## What is needed
Where the word "version" shows up in the entries below, please copy the whole line.

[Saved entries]
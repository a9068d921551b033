use axum::extract::{Extension, Path, Query, State};
use axum::{
    http::StatusCode,
    middleware,
    routing::{delete, get, post, put},
    Json, Router,
};
use serde::{Deserialize, Serialize};
use urun_domain::collaboration::{ContributionBuckets, ContributionRequest, ResponseDecision};
use urun_domain::engagement::{Activity, Notification};
use urun_domain::ideas::{Idea, IdeaCreate, IdeaVisibility};
use urun_domain::matching::{IdeaMatch, SkillMatch};
use urun_domain::users::{ProfileUpdate, SkillLevel, User, UserSkill};
use validator::Validate;

use crate::middleware::AuthContext;
use crate::{error::ApiError, middleware as app_middleware, observability, state::AppState, validation};

pub fn router(state: AppState) -> Router {
    let protected = Router::new()
        .route("/v1/profile", put(upsert_profile))
        .route("/v1/ideas", post(create_idea))
        .route("/v1/ideas/:idea_id", get(get_idea))
        .route(
            "/v1/ideas/:idea_id/requests",
            post(request_contribution)
                .get(list_idea_requests)
                .delete(withdraw_request),
        )
        .route("/v1/ideas/:idea_id/invites", post(invite_contribution))
        .route("/v1/ideas/:idea_id/candidates", get(rank_candidates))
        .route("/v1/requests/:request_id/respond", post(respond_to_invite))
        .route("/v1/requests/:request_id", delete(cancel_invite))
        .route("/v1/contributions", get(list_contributions))
        .route("/v1/matches/ideas", get(rank_ideas))
        .route("/v1/notifications", get(list_notifications))
        .route("/v1/activities", get(list_activities))
        .route_layer(middleware::from_fn(app_middleware::require_auth_middleware));

    let mut app = Router::new()
        .route("/health", get(health))
        .route("/metrics", get(metrics))
        .merge(protected)
        .layer(app_middleware::timeout_layer())
        .layer(app_middleware::trace_layer())
        .layer(middleware::from_fn(app_middleware::track_metrics_middleware))
        .layer(app_middleware::set_request_id_layer())
        .layer(app_middleware::propagate_request_id_layer())
        .layer(middleware::from_fn_with_state(
            state.clone(),
            app_middleware::auth_middleware,
        ))
        .layer(middleware::from_fn(
            app_middleware::correlation_id_middleware,
        ));

    if !state.config.app_env.eq_ignore_ascii_case("test") {
        app = app.layer(app_middleware::rate_limit_layer());
    }

    app.with_state(state)
}

#[derive(Serialize)]
struct HealthResponse {
    status: &'static str,
    version: &'static str,
    environment: String,
}

async fn health(State(state): State<AppState>) -> Json<HealthResponse> {
    Json(HealthResponse {
        status: "ok",
        version: env!("CARGO_PKG_VERSION"),
        environment: state.config.app_env.clone(),
    })
}

async fn metrics() -> Result<String, ApiError> {
    observability::render_metrics().ok_or(ApiError::Internal)
}

#[derive(Debug, Deserialize, Serialize)]
struct SkillEntryBody {
    skill: String,
    level: Option<SkillLevel>,
}

#[derive(Debug, Deserialize, Validate)]
struct UpsertProfileRequest {
    #[validate(length(max = 30))]
    skills: Vec<SkillEntryBody>,
}

async fn upsert_profile(
    State(state): State<AppState>,
    Extension(auth): Extension<AuthContext>,
    Json(payload): Json<UpsertProfileRequest>,
) -> Result<Json<User>, ApiError> {
    validation::validate(&payload)?;
    let actor = auth.actor()?;
    let input = ProfileUpdate {
        skills: payload
            .skills
            .into_iter()
            .map(|entry| UserSkill {
                skill: entry.skill,
                level: entry.level,
            })
            .collect(),
    };
    let user = state.profiles.upsert_profile(actor, input).await?;
    Ok(Json(user))
}

#[derive(Debug, Deserialize, Validate)]
struct CreateIdeaRequest {
    #[validate(length(min = 1, max = 160))]
    title: String,
    summary: Option<String>,
    #[validate(length(max = 10))]
    required_skills: Vec<String>,
    visibility: Option<IdeaVisibility>,
    published: Option<bool>,
}

async fn create_idea(
    State(state): State<AppState>,
    Extension(auth): Extension<AuthContext>,
    Json(payload): Json<CreateIdeaRequest>,
) -> Result<(StatusCode, Json<Idea>), ApiError> {
    validation::validate(&payload)?;
    let actor = auth.actor()?;
    let idea = state
        .ideas
        .create(
            actor,
            IdeaCreate {
                title: payload.title,
                summary: payload.summary,
                required_skills: payload.required_skills,
                visibility: payload.visibility.unwrap_or(IdeaVisibility::Public),
                published: payload.published.unwrap_or(true),
            },
        )
        .await?;
    Ok((StatusCode::CREATED, Json(idea)))
}

async fn get_idea(
    State(state): State<AppState>,
    Path(idea_id): Path<String>,
) -> Result<Json<Idea>, ApiError> {
    let idea = state.ideas.get(&idea_id).await?;
    Ok(Json(idea))
}

#[derive(Debug, Deserialize, Validate)]
struct RequestContributionBody {
    #[validate(length(min = 1, max = 1000))]
    message: String,
}

async fn request_contribution(
    State(state): State<AppState>,
    Extension(auth): Extension<AuthContext>,
    Path(idea_id): Path<String>,
    Json(payload): Json<RequestContributionBody>,
) -> Result<(StatusCode, Json<ContributionRequest>), ApiError> {
    validation::validate(&payload)?;
    let actor = auth.actor()?;
    let request = state
        .collaboration
        .request_contribution(actor, &idea_id, payload.message)
        .await?;
    Ok((StatusCode::CREATED, Json(request)))
}

async fn withdraw_request(
    State(state): State<AppState>,
    Extension(auth): Extension<AuthContext>,
    Path(idea_id): Path<String>,
) -> Result<StatusCode, ApiError> {
    let actor = auth.actor()?;
    state.collaboration.withdraw_request(actor, &idea_id).await?;
    Ok(StatusCode::NO_CONTENT)
}

async fn list_idea_requests(
    State(state): State<AppState>,
    Extension(auth): Extension<AuthContext>,
    Path(idea_id): Path<String>,
) -> Result<Json<Vec<ContributionRequest>>, ApiError> {
    let actor = auth.actor()?;
    let requests = state
        .collaboration
        .list_invites_for_idea(&actor, &idea_id)
        .await?;
    Ok(Json(requests))
}

#[derive(Debug, Deserialize, Validate)]
struct InviteContributionBody {
    #[validate(length(min = 1, max = 128))]
    candidate_id: String,
    #[validate(length(min = 1, max = 1000))]
    message: String,
    #[validate(length(min = 1, max = 10))]
    required_skills: Vec<String>,
}

async fn invite_contribution(
    State(state): State<AppState>,
    Extension(auth): Extension<AuthContext>,
    Path(idea_id): Path<String>,
    Json(payload): Json<InviteContributionBody>,
) -> Result<(StatusCode, Json<ContributionRequest>), ApiError> {
    validation::validate(&payload)?;
    let actor = auth.actor()?;
    let request = state
        .collaboration
        .invite_contribution(
            actor,
            &idea_id,
            &payload.candidate_id,
            payload.message,
            payload.required_skills,
        )
        .await?;
    Ok((StatusCode::CREATED, Json(request)))
}

#[derive(Debug, Deserialize, Validate)]
struct RespondToInviteBody {
    #[validate(length(min = 1, max = 16))]
    decision: String,
}

async fn respond_to_invite(
    State(state): State<AppState>,
    Extension(auth): Extension<AuthContext>,
    Path(request_id): Path<String>,
    Json(payload): Json<RespondToInviteBody>,
) -> Result<Json<ContributionRequest>, ApiError> {
    validation::validate(&payload)?;
    let actor = auth.actor()?;
    let decision = parse_decision(&payload.decision)?;
    let request = state
        .collaboration
        .respond_to_invite(actor, &request_id, decision)
        .await?;
    Ok(Json(request))
}

fn parse_decision(raw: &str) -> Result<ResponseDecision, ApiError> {
    match raw.trim().to_ascii_lowercase().as_str() {
        "accepted" => Ok(ResponseDecision::Accepted),
        "rejected" => Ok(ResponseDecision::Rejected),
        _ => Err(ApiError::Validation(
            "decision must be accepted or rejected".into(),
        )),
    }
}

async fn cancel_invite(
    State(state): State<AppState>,
    Extension(auth): Extension<AuthContext>,
    Path(request_id): Path<String>,
) -> Result<StatusCode, ApiError> {
    let actor = auth.actor()?;
    state.collaboration.cancel_invite(actor, &request_id).await?;
    Ok(StatusCode::NO_CONTENT)
}

async fn list_contributions(
    State(state): State<AppState>,
    Extension(auth): Extension<AuthContext>,
) -> Result<Json<ContributionBuckets>, ApiError> {
    let actor = auth.actor()?;
    let buckets = state
        .collaboration
        .list_contributions_for_user(&actor)
        .await?;
    Ok(Json(buckets))
}

#[derive(Debug, Deserialize)]
struct RankCandidatesQuery {
    limit: Option<usize>,
    /// Comma-separated override; the idea's own required skills otherwise.
    skills: Option<String>,
}

async fn rank_candidates(
    State(state): State<AppState>,
    Extension(auth): Extension<AuthContext>,
    Path(idea_id): Path<String>,
    Query(query): Query<RankCandidatesQuery>,
) -> Result<Json<Vec<SkillMatch>>, ApiError> {
    let actor = auth.actor()?;
    let idea = state.ideas.get(&idea_id).await?;
    if idea.author_id != actor.user_id {
        return Err(ApiError::Forbidden(
            "only the idea author can rank candidates".into(),
        ));
    }

    let required_skills = query.skills.map(|raw| {
        raw.split(',')
            .map(|part| part.trim().to_string())
            .filter(|part| !part.is_empty())
            .collect::<Vec<_>>()
    });
    let matches = state
        .matching
        .rank_candidates(&idea_id, required_skills, query.limit)
        .await?;
    Ok(Json(matches))
}

#[derive(Debug, Deserialize)]
struct RankIdeasQuery {
    limit: Option<usize>,
}

async fn rank_ideas(
    State(state): State<AppState>,
    Extension(auth): Extension<AuthContext>,
    Query(query): Query<RankIdeasQuery>,
) -> Result<Json<Vec<IdeaMatch>>, ApiError> {
    let actor = auth.actor()?;
    let matches = state
        .matching
        .rank_ideas_for_user(&actor.user_id, query.limit)
        .await?;
    Ok(Json(matches))
}

async fn list_notifications(
    State(state): State<AppState>,
    Extension(auth): Extension<AuthContext>,
) -> Result<Json<Vec<Notification>>, ApiError> {
    let actor = auth.actor()?;
    let notifications = state
        .engagement
        .list_notifications_for_user(&actor.user_id)
        .await?;
    Ok(Json(notifications))
}

#[derive(Debug, Deserialize)]
struct ListActivitiesQuery {
    idea_id: Option<String>,
}

async fn list_activities(
    State(state): State<AppState>,
    Extension(auth): Extension<AuthContext>,
    Query(query): Query<ListActivitiesQuery>,
) -> Result<Json<Vec<Activity>>, ApiError> {
    let actor = auth.actor()?;
    let activities = match query.idea_id {
        Some(idea_id) => state.engagement.list_activities_for_idea(&idea_id).await?,
        None => {
            state
                .engagement
                .list_activities_for_user(&actor.user_id)
                .await?
        }
    };
    Ok(Json(activities))
}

## Expected answer
    version: &'static str,
        version: env!("CARGO_PKG_VERSION"),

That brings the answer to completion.